# [Directions]
Transcribe every line of the entries exactly.

# [Excerpted data]
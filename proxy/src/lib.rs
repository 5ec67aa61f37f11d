pub mod blockchain;
pub mod config;
pub mod error;
pub mod hasher;
pub mod metrics;
pub mod shares;

// NOTE: stratum / getwork front-ends live outside this crate and call
// `ShareProcessor::submit` with the parsed `[nonce, hash, mix]` triple.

# [Expected answer]
filename proxy/src/lib.rs
repository 5ec67aa61f37f11d
pub mod blockchain;
pub mod config;
pub mod error;
pub mod hasher;
pub mod metrics;
pub mod shares;

// NOTE: stratum / getwork front-ends live outside this crate and call
// `ShareProcessor::submit` with the parsed `[nonce, hash, mix]` triple.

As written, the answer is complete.